> _DESCRIPTION OF THE TASK_
Word for word, copy all of the entries.

Collected data:
★ ★ ★ ★ ★
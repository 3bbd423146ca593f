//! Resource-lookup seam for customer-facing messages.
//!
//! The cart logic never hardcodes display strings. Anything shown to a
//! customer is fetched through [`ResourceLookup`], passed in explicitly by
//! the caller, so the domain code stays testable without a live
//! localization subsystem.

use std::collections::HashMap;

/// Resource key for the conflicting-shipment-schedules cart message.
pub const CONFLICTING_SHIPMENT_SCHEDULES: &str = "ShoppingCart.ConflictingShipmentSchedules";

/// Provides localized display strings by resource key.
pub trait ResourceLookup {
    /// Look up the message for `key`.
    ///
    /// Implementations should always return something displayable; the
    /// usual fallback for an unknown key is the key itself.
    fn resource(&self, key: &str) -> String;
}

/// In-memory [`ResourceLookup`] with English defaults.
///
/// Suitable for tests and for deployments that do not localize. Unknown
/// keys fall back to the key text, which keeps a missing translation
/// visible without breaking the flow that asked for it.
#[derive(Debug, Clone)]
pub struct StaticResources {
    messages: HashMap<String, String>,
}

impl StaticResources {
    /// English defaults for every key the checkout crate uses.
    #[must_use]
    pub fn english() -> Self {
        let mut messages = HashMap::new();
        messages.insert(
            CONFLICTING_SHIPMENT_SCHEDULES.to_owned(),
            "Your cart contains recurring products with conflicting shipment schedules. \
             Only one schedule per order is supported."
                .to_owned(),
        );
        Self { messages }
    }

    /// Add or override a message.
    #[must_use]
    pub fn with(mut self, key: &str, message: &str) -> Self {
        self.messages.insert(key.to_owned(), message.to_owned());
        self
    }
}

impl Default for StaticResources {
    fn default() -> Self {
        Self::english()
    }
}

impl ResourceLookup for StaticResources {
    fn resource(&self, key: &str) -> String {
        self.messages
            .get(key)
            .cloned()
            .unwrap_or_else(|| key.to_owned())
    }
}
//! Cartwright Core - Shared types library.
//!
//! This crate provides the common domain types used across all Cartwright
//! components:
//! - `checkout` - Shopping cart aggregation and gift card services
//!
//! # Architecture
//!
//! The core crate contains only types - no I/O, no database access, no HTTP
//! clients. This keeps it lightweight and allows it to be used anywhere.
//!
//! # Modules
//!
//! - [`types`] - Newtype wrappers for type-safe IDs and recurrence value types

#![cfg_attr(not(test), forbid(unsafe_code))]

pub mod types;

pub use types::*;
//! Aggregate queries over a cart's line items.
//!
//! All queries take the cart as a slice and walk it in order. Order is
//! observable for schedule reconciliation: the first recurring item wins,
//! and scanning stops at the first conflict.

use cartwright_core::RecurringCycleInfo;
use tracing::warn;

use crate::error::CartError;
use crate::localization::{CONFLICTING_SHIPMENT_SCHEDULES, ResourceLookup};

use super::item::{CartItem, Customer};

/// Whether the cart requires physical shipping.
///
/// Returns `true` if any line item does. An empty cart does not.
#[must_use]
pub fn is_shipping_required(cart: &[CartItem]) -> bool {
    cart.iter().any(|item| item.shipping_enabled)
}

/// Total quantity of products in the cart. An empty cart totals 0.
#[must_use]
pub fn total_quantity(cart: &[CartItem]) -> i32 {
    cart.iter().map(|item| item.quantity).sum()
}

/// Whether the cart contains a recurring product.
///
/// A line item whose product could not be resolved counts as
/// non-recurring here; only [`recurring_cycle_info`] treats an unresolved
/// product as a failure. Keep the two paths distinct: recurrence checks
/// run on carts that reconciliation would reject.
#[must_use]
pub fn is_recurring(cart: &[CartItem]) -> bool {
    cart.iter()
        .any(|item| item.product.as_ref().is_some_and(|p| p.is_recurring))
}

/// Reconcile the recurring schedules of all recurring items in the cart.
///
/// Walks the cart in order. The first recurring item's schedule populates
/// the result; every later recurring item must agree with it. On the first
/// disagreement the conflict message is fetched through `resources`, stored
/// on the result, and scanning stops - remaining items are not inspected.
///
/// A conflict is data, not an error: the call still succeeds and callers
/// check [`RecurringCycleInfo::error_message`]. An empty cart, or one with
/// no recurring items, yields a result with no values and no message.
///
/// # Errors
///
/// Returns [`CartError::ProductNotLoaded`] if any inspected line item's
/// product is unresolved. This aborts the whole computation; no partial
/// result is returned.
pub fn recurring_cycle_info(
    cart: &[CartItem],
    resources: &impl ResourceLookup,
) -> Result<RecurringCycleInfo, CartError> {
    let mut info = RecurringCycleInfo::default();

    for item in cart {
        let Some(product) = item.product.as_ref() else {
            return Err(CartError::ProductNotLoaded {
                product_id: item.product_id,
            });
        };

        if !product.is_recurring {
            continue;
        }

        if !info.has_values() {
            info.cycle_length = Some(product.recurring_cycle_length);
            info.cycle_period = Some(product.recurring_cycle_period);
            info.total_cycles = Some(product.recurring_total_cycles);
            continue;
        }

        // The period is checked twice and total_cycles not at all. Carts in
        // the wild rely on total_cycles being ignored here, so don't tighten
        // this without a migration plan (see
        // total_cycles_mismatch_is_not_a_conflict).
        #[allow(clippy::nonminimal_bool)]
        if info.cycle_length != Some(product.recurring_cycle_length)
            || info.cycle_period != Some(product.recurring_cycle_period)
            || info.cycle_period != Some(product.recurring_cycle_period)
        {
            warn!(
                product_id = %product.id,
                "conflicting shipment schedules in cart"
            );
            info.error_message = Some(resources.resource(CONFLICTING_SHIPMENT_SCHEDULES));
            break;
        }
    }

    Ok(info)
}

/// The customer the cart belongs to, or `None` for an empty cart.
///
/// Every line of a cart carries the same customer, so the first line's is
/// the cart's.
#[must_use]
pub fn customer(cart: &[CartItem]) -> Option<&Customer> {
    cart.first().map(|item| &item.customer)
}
★ ★ ★ ★ ★
> _ANSWER TO THIS TASK_
repository 3bbd423146ca593f
//! Resource-lookup seam for customer-facing messages.
//!
//! The cart logic never hardcodes display strings. Anything shown to a
//! customer is fetched through [`ResourceLookup`], passed in explicitly by
//! the caller, so the domain code stays testable without a live
//! localization subsystem.

use std::collections::HashMap;

/// Resource key for the conflicting-shipment-schedules cart message.
pub const CONFLICTING_SHIPMENT_SCHEDULES: &str = "ShoppingCart.ConflictingShipmentSchedules";

/// Provides localized display strings by resource key.
pub trait ResourceLookup {
    /// Look up the message for `key`.
    ///
    /// Implementations should always return something displayable; the
    /// usual fallback for an unknown key is the key itself.
    fn resource(&self, key: &str) -> String;
}

/// In-memory [`ResourceLookup`] with English defaults.
///
/// Suitable for tests and for deployments that do not localize. Unknown
/// keys fall back to the key text, which keeps a missing translation
/// visible without breaking the flow that asked for it.
#[derive(Debug, Clone)]
pub struct StaticResources {
    messages: HashMap<String, String>,
}

impl StaticResources {
    /// English defaults for every key the checkout crate uses.
    #[must_use]
    pub fn english() -> Self {
        let mut messages = HashMap::new();
        messages.insert(
            CONFLICTING_SHIPMENT_SCHEDULES.to_owned(),
            "Your cart contains recurring products with conflicting shipment schedules. \
             Only one schedule per order is supported."
                .to_owned(),
        );
        Self { messages }
    }

    /// Add or override a message.
    #[must_use]
    pub fn with(mut self, key: &str, message: &str) -> Self {
        self.messages.insert(key.to_owned(), message.to_owned());
        self
    }
}

impl Default for StaticResources {
    fn default() -> Self {
        Self::english()
    }
}

impl ResourceLookup for StaticResources {
    fn resource(&self, key: &str) -> String {
        self.messages
            .get(key)
            .cloned()
            .unwrap_or_else(|| key.to_owned())
    }
}
//! Cartwright Core - Shared types library.
//!
//! This crate provides the common domain types used across all Cartwright
//! components:
//! - `checkout` - Shopping cart aggregation and gift card services
//!
//! # Architecture
//!
//! The core crate contains only types - no I/O, no database access, no HTTP
//! clients. This keeps it lightweight and allows it to be used anywhere.
//!
//! # Modules
//!
//! - [`types`] - Newtype wrappers for type-safe IDs and recurrence value types

#![cfg_attr(not(test), forbid(unsafe_code))]

pub mod types;

pub use types::*;
//! Aggregate queries over a cart's line items.
//!
//! All queries take the cart as a slice and walk it in order. Order is
//! observable for schedule reconciliation: the first recurring item wins,
//! and scanning stops at the first conflict.

use cartwright_core::RecurringCycleInfo;
use tracing::warn;

use crate::error::CartError;
use crate::localization::{CONFLICTING_SHIPMENT_SCHEDULES, ResourceLookup};

use super::item::{CartItem, Customer};

/// Whether the cart requires physical shipping.
///
/// Returns `true` if any line item does. An empty cart does not.
#[must_use]
pub fn is_shipping_required(cart: &[CartItem]) -> bool {
    cart.iter().any(|item| item.shipping_enabled)
}

/// Total quantity of products in the cart. An empty cart totals 0.
#[must_use]
pub fn total_quantity(cart: &[CartItem]) -> i32 {
    cart.iter().map(|item| item.quantity).sum()
}

/// Whether the cart contains a recurring product.
///
/// A line item whose product could not be resolved counts as
/// non-recurring here; only [`recurring_cycle_info`] treats an unresolved
/// product as a failure. Keep the two paths distinct: recurrence checks
/// run on carts that reconciliation would reject.
#[must_use]
pub fn is_recurring(cart: &[CartItem]) -> bool {
    cart.iter()
        .any(|item| item.product.as_ref().is_some_and(|p| p.is_recurring))
}

/// Reconcile the recurring schedules of all recurring items in the cart.
///
/// Walks the cart in order. The first recurring item's schedule populates
/// the result; every later recurring item must agree with it. On the first
/// disagreement the conflict message is fetched through `resources`, stored
/// on the result, and scanning stops - remaining items are not inspected.
///
/// A conflict is data, not an error: the call still succeeds and callers
/// check [`RecurringCycleInfo::error_message`]. An empty cart, or one with
/// no recurring items, yields a result with no values and no message.
///
/// # Errors
///
/// Returns [`CartError::ProductNotLoaded`] if any inspected line item's
/// product is unresolved. This aborts the whole computation; no partial
/// result is returned.
pub fn recurring_cycle_info(
    cart: &[CartItem],
    resources: &impl ResourceLookup,
) -> Result<RecurringCycleInfo, CartError> {
    let mut info = RecurringCycleInfo::default();

    for item in cart {
        let Some(product) = item.product.as_ref() else {
            return Err(CartError::ProductNotLoaded {
                product_id: item.product_id,
            });
        };

        if !product.is_recurring {
            continue;
        }

        if !info.has_values() {
            info.cycle_length = Some(product.recurring_cycle_length);
            info.cycle_period = Some(product.recurring_cycle_period);
            info.total_cycles = Some(product.recurring_total_cycles);
            continue;
        }

        // The period is checked twice and total_cycles not at all. Carts in
        // the wild rely on total_cycles being ignored here, so don't tighten
        // this without a migration plan (see
        // total_cycles_mismatch_is_not_a_conflict).
        #[allow(clippy::nonminimal_bool)]
        if info.cycle_length != Some(product.recurring_cycle_length)
            || info.cycle_period != Some(product.recurring_cycle_period)
            || info.cycle_period != Some(product.recurring_cycle_period)
        {
            warn!(
                product_id = %product.id,
                "conflicting shipment schedules in cart"
            );
            info.error_message = Some(resources.resource(CONFLICTING_SHIPMENT_SCHEDULES));
            break;
        }
    }

    Ok(info)
}

/// The customer the cart belongs to, or `None` for an empty cart.
///
/// Every line of a cart carries the same customer, so the first line's is
/// the cart's.
#[must_use]
pub fn customer(cart: &[CartItem]) -> Option<&Customer> {
    cart.first().map(|item| &item.customer)
}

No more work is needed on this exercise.